There were so many cracks that one little girl could fall down and get lost in, in the unforgiving wilderness. Adelyn was so young… but she had her own Beast, he knew, that power that ran through the heart of their family tree, that kept them safe when the world turned against them. She was strong, even though she shouldn’t ever have been forced to be. She would survive, until he could find her. He just had to find her. He owed at least that much to his sister, though in truth he owed so much more than that, more than he could ever repay.

Those were the thoughts consuming his mind as Barclay roamed the woods, his nose turned to the air to scent for any sign of his wayward kin. His ears were pricked, now that he’d gotten far enough away from the lodge to stop picking up on the chatter from the residents there.

That was how a voice caught his attention, faint and raspy though it was. His heart didn’t have the chance to leap, his hopes staying right where they were; it wasn’t a girl’s voice, wasn’t the sweet patter that he remembered hearing in the background of so many phone calls, so long ago. He still moved towards the sound, wrapping his scarf around his face and pulling a hat from his pocket to shove down over his ears. It wasn’t much of a disguise, but hopefully it’d be enough to fool whatever lost hiker had gotten his foot stuck under a rock this time.

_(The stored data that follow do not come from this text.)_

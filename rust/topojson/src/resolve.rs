// This Source Code Form is subject to the terms of the Mozilla Public
// License, v. 2.0. If a copy of the MPL was not distributed with this
// file, You can obtain one at https://mozilla.org/MPL/2.0/.

//! Explicit coordinates for feature geometries.
//!
//! Downstream consumers (renderers, format converters) need concrete
//! coordinate sequences rather than arc references. Resolution walks a
//! geometry's arc references through the ring assembler; lines are stitched
//! without a closure check, polygon rings with one.

use serde::Serialize;

use crate::error::Result;
use crate::geometry::Geometry;
use crate::topology::{Coordinate, Ring, RingId, Topology};

/// A geometry with every arc reference replaced by coordinates.
#[derive(Debug, Clone, PartialEq, Serialize)]
#[serde(tag = "type", content = "coordinates")]
pub enum ResolvedGeometry {
    Invalid,
    Point(Coordinate),
    MultiPoint(Vec<Coordinate>),
    LineString(Vec<Coordinate>),
    MultiLineString(Vec<Vec<Coordinate>>),
    Polygon(Vec<Vec<Coordinate>>),
    MultiPolygon(Vec<Vec<Vec<Coordinate>>>),
}

impl ResolvedGeometry {
    pub fn is_invalid(&self) -> bool {
        matches!(self, ResolvedGeometry::Invalid)
    }
}

impl Topology {
    /// Resolves one geometry of this topology into explicit coordinates.
    pub fn resolve(&self, geometry: &Geometry) -> Result<ResolvedGeometry> {
        let resolved = match geometry {
            Geometry::Invalid => ResolvedGeometry::Invalid,
            Geometry::Point(p) => ResolvedGeometry::Point(p.coord),
            Geometry::MultiPoint(mp) => ResolvedGeometry::MultiPoint(mp.points.clone()),
            Geometry::LineString(ls) => ResolvedGeometry::LineString(self.line(ls.ring)?),
            Geometry::MultiLineString(mls) => ResolvedGeometry::MultiLineString(
                mls.rings
                    .iter()
                    .map(|&id| self.line(id))
                    .collect::<Result<_>>()?,
            ),
            Geometry::Polygon(poly) => ResolvedGeometry::Polygon(self.polygon_rings(&poly.rings)?),
            Geometry::MultiPolygon(mp) => ResolvedGeometry::MultiPolygon(
                mp.polygons
                    .iter()
                    .map(|rings| self.polygon_rings(rings))
                    .collect::<Result<_>>()?,
            ),
        };
        Ok(resolved)
    }

    /// Resolves every feature, in document order.
    pub fn resolve_all(&self) -> Result<Vec<ResolvedGeometry>> {
        self.geometries.iter().map(|g| self.resolve(g)).collect()
    }

    /// Coordinates of a registered line.
    pub fn line(&self, id: RingId) -> Result<Vec<Coordinate>> {
        self.assemble_line(self.ring(id)?)
    }

    fn polygon_rings(&self, rings: &[Ring]) -> Result<Vec<Vec<Coordinate>>> {
        rings.iter().map(|ring| self.assemble_ring(ring)).collect()
    }
}
// This Source Code Form is subject to the terms of the Mozilla Public
// License, v. 2.0. If a copy of the MPL was not distributed with this
// file, You can obtain one at https://mozilla.org/MPL/2.0/.

//! Decoding options.

/// Default closure tolerance for polygon rings, in map units.
pub const DEFAULT_RING_TOLERANCE: f64 = 1e-9;

/// Options controlling how a topology document is decoded.
#[derive(Debug, Clone, PartialEq)]
pub struct DecodeOptions {
    /// Maximum per-axis distance between the first and last coordinate of an
    /// assembled polygon ring.
    pub ring_tolerance: f64,
    /// Delta-decode arcs even when the document has no `transform` member.
    /// Turn off for encoders that write unquantized arcs as absolute
    /// positions.
    pub delta_decode_unquantized: bool,
}

impl DecodeOptions {
    /// Load options from environment variables, falling back to defaults.
    ///
    /// - `TOPOJSON_RING_TOLERANCE`: non-negative float
    /// - `TOPOJSON_DELTA_UNQUANTIZED`: `true`/`false`/`1`/`0`
    pub fn from_env() -> Self {
        let defaults = Self::default();
        Self {
            ring_tolerance: std::env::var("TOPOJSON_RING_TOLERANCE")
                .ok()
                .and_then(|v| v.trim().parse::<f64>().ok())
                .filter(|t| t.is_finite() && *t >= 0.0)
                .unwrap_or(defaults.ring_tolerance),
            delta_decode_unquantized: std::env::var("TOPOJSON_DELTA_UNQUANTIZED")
                .ok()
                .and_then(|v| parse_flag(&v))
                .unwrap_or(defaults.delta_decode_unquantized),
        }
    }

    pub fn with_ring_tolerance(mut self, tolerance: f64) -> Self {
        self.ring_tolerance = tolerance;
        self
    }

    pub fn with_delta_decode_unquantized(mut self, enabled: bool) -> Self {
        self.delta_decode_unquantized = enabled;
        self
    }
}

impl Default for DecodeOptions {
    fn default() -> Self {
        Self {
            ring_tolerance: DEFAULT_RING_TOLERANCE,
            delta_decode_unquantized: true,
        }
    }
}

fn parse_flag(value: &str) -> Option<bool> {
    match value.trim().to_ascii_lowercase().as_str() {
        "1" | "true" | "yes" | "on" => Some(true),
        "0" | "false" | "no" | "off" => Some(false),
        _ => None,
    }
}

#[cfg(test)]
mod tests {
    use super::*;

    #[test]
    fn defaults() {
        let opts = DecodeOptions::default();
        assert_eq!(opts.ring_tolerance, DEFAULT_RING_TOLERANCE);
        assert!(opts.delta_decode_unquantized);
    }

    #[test]
    fn builder_setters() {
        let opts = DecodeOptions::default()
            .with_ring_tolerance(0.5)
            .with_delta_decode_unquantized(false);
        assert_eq!(opts.ring_tolerance, 0.5);
        assert!(!opts.delta_decode_unquantized);
    }

    #[test]
    fn flag_parsing() {
        assert_eq!(parse_flag("TRUE"), Some(true));
        assert_eq!(parse_flag(" 0 "), Some(false));
        assert_eq!(parse_flag("off"), Some(false));
        assert_eq!(parse_flag("maybe"), None);
    }
}
//! Port implementations: the capturing reporter handed to mocks, and `Inspect` for std types.

pub mod recorder;
pub mod std_types;
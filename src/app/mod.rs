pub mod config;
pub mod harness;
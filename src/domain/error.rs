// Error types for mock verification
//
// Every outcome other than success is returned as a value; nothing here panics.

use crate::domain::path::FieldPath;
use std::fmt;

#[derive(Debug, Clone, PartialEq, Eq)]
pub enum VerifyError {
    /// The root is not struct-shaped, directly or behind one pointer. Traversal never started.
    InvalidSubject { type_name: String },

    /// A reachable mock reported unmet expectations. `diagnostic` is the mock's own text,
    /// error lines first, then log lines.
    UnmetExpectations { path: FieldPath, diagnostic: String },

    /// Nesting went deeper than the configured limit.
    DepthExceeded { path: FieldPath, max_depth: usize },
}

impl VerifyError {
    /// Location of the failure, when it has one.
    pub fn path(&self) -> Option<&FieldPath> {
        match self {
            VerifyError::InvalidSubject { .. } => None,
            VerifyError::UnmetExpectations { path, .. } | VerifyError::DepthExceeded { path, .. } => {
                Some(path)
            }
        }
    }

    pub fn is_unmet_expectations(&self) -> bool {
        matches!(self, VerifyError::UnmetExpectations { .. })
    }
}

impl fmt::Display for VerifyError {
    fn fmt(&self, f: &mut fmt::Formatter<'_>) -> fmt::Result {
        match self {
            VerifyError::InvalidSubject { type_name } => write!(
                f,
                "assert expectations for mocks requires a struct or a pointer to a struct, got '{}'",
                type_name
            ),
            VerifyError::UnmetExpectations { path, diagnostic } => write!(
                f,
                "assert expectations failed for mock field '{}':\n{}",
                path, diagnostic
            ),
            VerifyError::DepthExceeded { path, max_depth } => write!(
                f,
                "subject nesting exceeds max depth {} at field '{}'",
                max_depth, path
            ),
        }
    }
}

impl std::error::Error for VerifyError {}
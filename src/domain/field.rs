use crate::domain::ports::{AsInterface, Inspect};
use std::fmt;

/// Field visibility as seen from outside the subject's module.
#[derive(Debug, Clone, Copy, PartialEq, Eq, Hash)]
pub enum Visibility {
    Exported,
    Private,
}

/// Kind of a value, as reported by [`Inspect::shape`].
pub enum Shape<'a> {
    /// Struct-shaped: fields in declaration order.
    Struct(Vec<Field<'a>>),
    /// `Box`, `Rc`, `Arc`, `&T`, `Option<T>` and friends. `None` is a null pointer.
    Pointer(Option<&'a dyn Inspect>),
    /// Scalars, sequences, maps, functions, channels. Never contains a mock.
    Opaque,
}

impl fmt::Debug for Shape<'_> {
    fn fmt(&self, f: &mut fmt::Formatter<'_>) -> fmt::Result {
        match self {
            Shape::Struct(fields) => f.debug_tuple("Struct").field(fields).finish(),
            Shape::Pointer(None) => f.write_str("Pointer(null)"),
            Shape::Pointer(Some(_)) => f.write_str("Pointer(..)"),
            Shape::Opaque => f.write_str("Opaque"),
        }
    }
}

/// Runtime value of a field.
#[derive(Clone, Copy)]
pub enum FieldValue<'a> {
    /// Statically typed field.
    Concrete(&'a dyn Inspect),
    /// Trait-object field; `None` is a nil interface.
    Interface(Option<&'a dyn Inspect>),
}

/// Per-field metadata produced while walking a struct. Lives for one traversal step only.
#[derive(Clone, Copy)]
pub struct Field<'a> {
    pub name: &'static str,
    pub declared_type: &'static str,
    pub visibility: Visibility,
    pub embedded: bool,
    pub value: FieldValue<'a>,
}

impl<'a> Field<'a> {
    pub fn exported<T: Inspect>(name: &'static str, value: &'a T) -> Self {
        Self::concrete(name, value, Visibility::Exported, false)
    }

    pub fn private<T: Inspect>(name: &'static str, value: &'a T) -> Self {
        Self::concrete(name, value, Visibility::Private, false)
    }

    /// Embedded (anonymous) field. Always visible, whatever its declared visibility.
    pub fn embedded<T: Inspect>(name: &'static str, value: &'a T) -> Self {
        Self::concrete(name, value, Visibility::Private, true)
    }

    pub fn interface<I: AsInterface + ?Sized>(name: &'static str, holder: &'a I) -> Self {
        Self::dynamic(name, holder, Visibility::Exported)
    }

    pub fn private_interface<I: AsInterface + ?Sized>(name: &'static str, holder: &'a I) -> Self {
        Self::dynamic(name, holder, Visibility::Private)
    }

    /// Unexported, non-embedded fields are outside the subject's public surface and are skipped.
    pub fn is_visible(&self) -> bool {
        self.visibility == Visibility::Exported || self.embedded
    }

    fn concrete<T: Inspect>(
        name: &'static str,
        value: &'a T,
        visibility: Visibility,
        embedded: bool,
    ) -> Self {
        Self {
            name,
            declared_type: std::any::type_name::<T>(),
            visibility,
            embedded,
            value: FieldValue::Concrete(value),
        }
    }

    fn dynamic<I: AsInterface + ?Sized>(
        name: &'static str,
        holder: &'a I,
        visibility: Visibility,
    ) -> Self {
        Self {
            name,
            declared_type: std::any::type_name::<I>(),
            visibility,
            embedded: false,
            value: FieldValue::Interface(holder.as_interface()),
        }
    }
}

impl fmt::Debug for Field<'_> {
    fn fmt(&self, f: &mut fmt::Formatter<'_>) -> fmt::Result {
        let kind = match self.value {
            FieldValue::Concrete(_) => "concrete",
            FieldValue::Interface(None) => "nil interface",
            FieldValue::Interface(Some(_)) => "interface",
        };
        f.debug_struct("Field")
            .field("name", &self.name)
            .field("declared_type", &self.declared_type)
            .field("visibility", &self.visibility)
            .field("embedded", &self.embedded)
            .field("value", &kind)
            .finish()
    }
}
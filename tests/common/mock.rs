//! Testify-style mock used as the expectation-bearing type in integration tests.
#![allow(dead_code)]

use std::cell::RefCell;

use mockwalk::domain::ports::Reporter;
use mockwalk::Mock;

/// One registered expectation.
#[derive(Debug, Clone)]
struct ExpectedCall {
    method: String,
    args: Vec<String>,
    /// `None` accepts any number of calls (at least one).
    remaining: Option<usize>,
    total_calls: usize,
}

impl ExpectedCall {
    fn describe(&self) -> String {
        format!("{}({})", self.method, self.args.join(","))
    }

    fn is_satisfied(&self) -> bool {
        self.total_calls > 0 && self.remaining.is_none_or(|left| left == 0)
    }
}

/// Records calls and checks them against registered expectations.
#[derive(Debug, Default)]
pub struct Expectations {
    expected: RefCell<Vec<ExpectedCall>>,
    calls: RefCell<Vec<(String, Vec<String>)>>,
}

/// Handle returned by [`Expectations::on`] to refine the latest expectation.
pub struct ExpectationHandle<'m> {
    mock: &'m Expectations,
    index: usize,
}

impl ExpectationHandle<'_> {
    pub fn times(self, n: usize) -> Self {
        self.mock.expected.borrow_mut()[self.index].remaining = Some(n);
        self
    }

    pub fn once(self) -> Self {
        self.times(1)
    }
}

impl Expectations {
    pub fn new() -> Self {
        Self::default()
    }

    pub fn on(&self, method: &str, args: &[&str]) -> ExpectationHandle<'_> {
        let mut expected = self.expected.borrow_mut();
        expected.push(ExpectedCall {
            method: method.to_string(),
            args: args.iter().map(|a| a.to_string()).collect(),
            remaining: None,
            total_calls: 0,
        });
        ExpectationHandle {
            mock: self,
            index: expected.len() - 1,
        }
    }

    /// Record a call. Panics when nothing matches, like an unexpected call on a real mock.
    pub fn called(&self, method: &str, args: &[&str]) {
        let args: Vec<String> = args.iter().map(|a| a.to_string()).collect();
        let mut expected = self.expected.borrow_mut();
        let call = expected
            .iter_mut()
            .find(|c| {
                c.method == method && c.args == args && c.remaining.is_none_or(|left| left > 0)
            })
            .unwrap_or_else(|| panic!("mock: unexpected call {method}({})", args.join(",")));
        call.total_calls += 1;
        if let Some(left) = call.remaining.as_mut() {
            *left -= 1;
        }
        self.calls.borrow_mut().push((method.to_string(), args));
    }

    pub fn number_of_calls(&self, method: &str) -> usize {
        self.calls.borrow().iter().filter(|(m, _)| m == method).count()
    }
}

mockwalk::inspect_struct!(Expectations {});

impl Mock for Expectations {
    fn assert_expectations(&self, reporter: &mut dyn Reporter) -> bool {
        let expected = self.expected.borrow();
        let mut failed = 0;
        for call in expected.iter() {
            if call.is_satisfied() {
                reporter.report_log(format_args!("PASS:\t{}", call.describe()));
            } else {
                failed += 1;
                reporter.report_log(format_args!(
                    "FAIL:\t{}\n\t\tcalled {} time(s)",
                    call.describe(),
                    call.total_calls
                ));
            }
        }

        if failed != 0 {
            reporter.report_error(format_args!(
                "FAIL: {} out of {} expectation(s) were met.\n\tThe code you are testing needs to make {} more call(s).",
                expected.len() - failed,
                expected.len(),
                failed
            ));
        }
        failed == 0
    }
}

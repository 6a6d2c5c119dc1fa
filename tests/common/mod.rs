//! Shared test utilities: a testify-style mock and subject fixtures.
//! Included by each integration test file rather than compiled on its own.
#![allow(dead_code)]

pub mod fixtures;
pub mod mock;
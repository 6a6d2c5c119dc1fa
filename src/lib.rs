//! mockwalk library: discovers every mock reachable from a test subject and verifies its
//! expectations, reporting the first failure with the field path that leads to it.

pub mod adapters;
pub mod app;
pub mod domain;
mod macros;

pub use app::harness::{Verifier, assert_expectations_for_mocks, run_test};
pub use domain::error::VerifyError;
pub use domain::field::{Field, FieldValue, Shape, Visibility};
pub use domain::path::FieldPath;
pub use domain::ports::{AsInterface, Inspect, Mock, Reporter};
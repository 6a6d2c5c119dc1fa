//! Subject fixtures for integration tests.
#![allow(dead_code)]

use std::cell::OnceCell;
use std::collections::HashMap;
use std::rc::Rc;
use std::sync::Arc;

use mockwalk::{Field, Inspect, Shape};

use super::mock::Expectations;

/// Collaborator interface implemented by [`MockService`].
pub trait Service: Inspect {
    fn do_something(&self, arg: &str) -> Result<(), String>;
}

/// Mock collaborator embedding the expectation-bearing type, like a generated mock would.
#[derive(Debug, Default)]
pub struct MockService {
    pub mock: Expectations,
}

mockwalk::inspect_struct!(MockService {
    embedded mock as "Mock",
});

impl MockService {
    pub fn new() -> Self {
        Self::default()
    }

    /// Mock expecting `DoSomething(arg)` exactly once.
    pub fn expecting_once(arg: &str) -> Self {
        let service = Self::new();
        service.mock.on("DoSomething", &[arg]).once();
        service
    }
}

impl Service for MockService {
    fn do_something(&self, arg: &str) -> Result<(), String> {
        self.mock.called("DoSomething", &[arg]);
        Ok(())
    }
}

/// Real implementation with no mocks inside.
pub struct RealService {
    pub endpoint: String,
}

mockwalk::inspect_struct!(RealService {
    field endpoint as "Endpoint",
});

impl Service for RealService {
    fn do_something(&self, _arg: &str) -> Result<(), String> {
        Ok(())
    }
}

pub struct Handler {
    pub service: Box<MockService>,
}

mockwalk::inspect_struct!(Handler {
    field service as "Service",
});

impl Handler {
    pub fn new(service: MockService) -> Self {
        Self {
            service: Box::new(service),
        }
    }

    pub fn handle(&self, arg: &str) -> Result<(), String> {
        self.service.do_something(arg)
    }
}

pub struct Outer {
    pub inner: Handler,
    pub label: String,
}

mockwalk::inspect_struct!(Outer {
    field inner as "Inner",
    field label as "Label",
});

/// Collaborator held behind an interface field.
pub struct PolymorphicHandler {
    pub service: Box<dyn Service>,
}

mockwalk::inspect_struct!(PolymorphicHandler {
    interface service as "Service",
});

pub struct OptionalHandler {
    pub service: Option<Box<MockService>>,
    pub backup: Option<Arc<dyn Service>>,
}

mockwalk::inspect_struct!(OptionalHandler {
    field service as "Service",
    interface backup as "Backup",
});

pub struct EncapsulatedHandler {
    pub name: String,
    service: Box<MockService>,
}

mockwalk::inspect_struct!(EncapsulatedHandler {
    field name as "Name",
    private service,
});

impl EncapsulatedHandler {
    pub fn new(service: MockService) -> Self {
        Self {
            name: "encapsulated".into(),
            service: Box::new(service),
        }
    }
}

/// Embeds a whole handler anonymously.
pub struct ExtendedHandler {
    base: Handler,
    pub audit: MockService,
}

mockwalk::inspect_struct!(ExtendedHandler {
    embedded base as "Handler",
    field audit as "Audit",
});

impl ExtendedHandler {
    pub fn new(base: Handler, audit: MockService) -> Self {
        Self { base, audit }
    }
}

pub struct TwoServices {
    pub first: Box<MockService>,
    pub second: Box<MockService>,
}

mockwalk::inspect_struct!(TwoServices {
    field first as "First",
    field second as "Second",
});

/// Mocks hidden inside collections are out of reach.
pub struct Registry {
    pub services: Vec<MockService>,
    pub by_name: HashMap<String, MockService>,
    pub count: usize,
}

mockwalk::inspect_struct!(Registry {
    field services as "Services",
    field by_name as "ByName",
    field count as "Count",
});

/// Two fields sharing one mock through reference counting.
pub struct SharedServices {
    pub primary: Rc<MockService>,
    pub replica: Rc<MockService>,
}

mockwalk::inspect_struct!(SharedServices {
    field primary as "Primary",
    field replica as "Replica",
});

/// Linked node for cyclic graphs.
pub struct Node {
    pub name: &'static str,
    pub service: MockService,
    pub next: OnceCell<Rc<Node>>,
}

impl Inspect for Node {
    fn as_any(&self) -> &dyn std::any::Any {
        self
    }

    fn as_inspect(&self) -> &dyn Inspect {
        self
    }

    fn shape(&self) -> Shape<'_> {
        Shape::Struct(vec![
            Field::exported("Service", &self.service),
            Field::exported("Next", &self.next),
        ])
    }
}

impl Node {
    pub fn new(name: &'static str, service: MockService) -> Rc<Self> {
        Rc::new(Self {
            name,
            service,
            next: OnceCell::new(),
        })
    }

    pub fn link(&self, next: &Rc<Node>) {
        let _ = self.next.set(Rc::clone(next));
    }
}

“Don’t worry, I hear ya,” he rumbled, voice low and a little hoarse but as kind as he could make it as he looked around for the man. He didn’t see him right away, looking at his eye level, but his eye caught the yawning hole off the side of the path and he made his way over. “Ah, how’d you wind up down there?”

He knelt, and extended his hand. His arms were long. He should be able to reach the man, if he stood up and put his arms above his head. Then he could haul him up, and get him out of this… weirdly sized pit trap.

 
There’s a shadow at the top of the hole, and a hoarse, gruff voice and a long arm reaching down to where, if he stands up completely, Eric can reach it. It’s a deep hole for one man to get out of, but the extended hand would be able to pull him completely free.

So why doesn’t he take it?

Because there’s something wrong here. It’s a godsent – or it’s just a little too convenient.

“Did… d-did you dig… Is th-thisss….”

The violent shivering keeps him from finishing his question, but he looks wide-eyed at the offered hand. It’s too dark to see it clearly, but he can’t shake the feeling that something is wrong. With the hand, with the voice, with the hole. He presses himself back a little, breathing shallow breaths of burning air. The realization that this is a hole made for him – made for a person, at least – has made him wary of the helpful stranger. Is this part of the ruse, he wants to ask. Is this a joke, or am I going to die here?

Or perhaps the stranger is really friendly. Perhaps the stranger does mean well. But he can’t shake the stupid feeling. He’s got to be sure. He’s got to be sure because whatever someone digging holes for people is doing, it can’t be good for the people inside. Any more than his snares are good for foxes.